─── RECORD EXTRACTS ───

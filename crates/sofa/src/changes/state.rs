//! Changes-feed lifecycle

use tokio::sync::watch;

/// Lifecycle of a changes feed.
///
/// ```text
/// Idle -> Connecting -> Delivering -> Reconnecting -> Connecting -> ...
///   \________\______________\______________\____________-> Closed
/// ```
#[derive(Debug, Clone, Copy, PartialEq, Eq, Hash)]
pub enum FeedState {
    Idle,
    Connecting,
    Delivering,
    Reconnecting,
    Closed,
}

impl FeedState {
    pub fn can_transition_to(self, next: FeedState) -> bool {
        use FeedState::*;
        matches!(
            (self, next),
            (Idle, Connecting)
                | (Connecting, Delivering)
                | (Connecting, Reconnecting)
                | (Delivering, Reconnecting)
                | (Reconnecting, Connecting)
                | (Idle | Connecting | Delivering | Reconnecting, Closed)
        )
    }

    pub fn is_closed(self) -> bool {
        self == FeedState::Closed
    }
}

impl std::fmt::Display for FeedState {
    fn fmt(&self, f: &mut std::fmt::Formatter<'_>) -> std::fmt::Result {
        let name = match self {
            FeedState::Idle => "idle",
            FeedState::Connecting => "connecting",
            FeedState::Delivering => "delivering",
            FeedState::Reconnecting => "reconnecting",
            FeedState::Closed => "closed",
        };
        f.write_str(name)
    }
}

/// Shared state cell; rejects transitions the lifecycle does not allow
#[derive(Debug)]
pub(crate) struct StateCell {
    tx: watch::Sender<FeedState>,
}

impl StateCell {
    pub fn new() -> Self {
        let (tx, _) = watch::channel(FeedState::Idle);
        Self { tx }
    }

    pub fn get(&self) -> FeedState {
        *self.tx.borrow()
    }

    pub fn subscribe(&self) -> watch::Receiver<FeedState> {
        self.tx.subscribe()
    }

    /// Move to `next`; returns `false` if the transition is not allowed
    pub fn set(&self, next: FeedState) -> bool {
        self.tx.send_if_modified(|state| {
            if state.can_transition_to(next) {
                *state = next;
                true
            } else {
                false
            }
        })
    }
}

───

> _DESCRIPTION OF THE TASK_
Looking at the entries above, count each line in which the word "Debug" occurs, then give the total and nothing further.

> _WRITTEN ANSWER_
2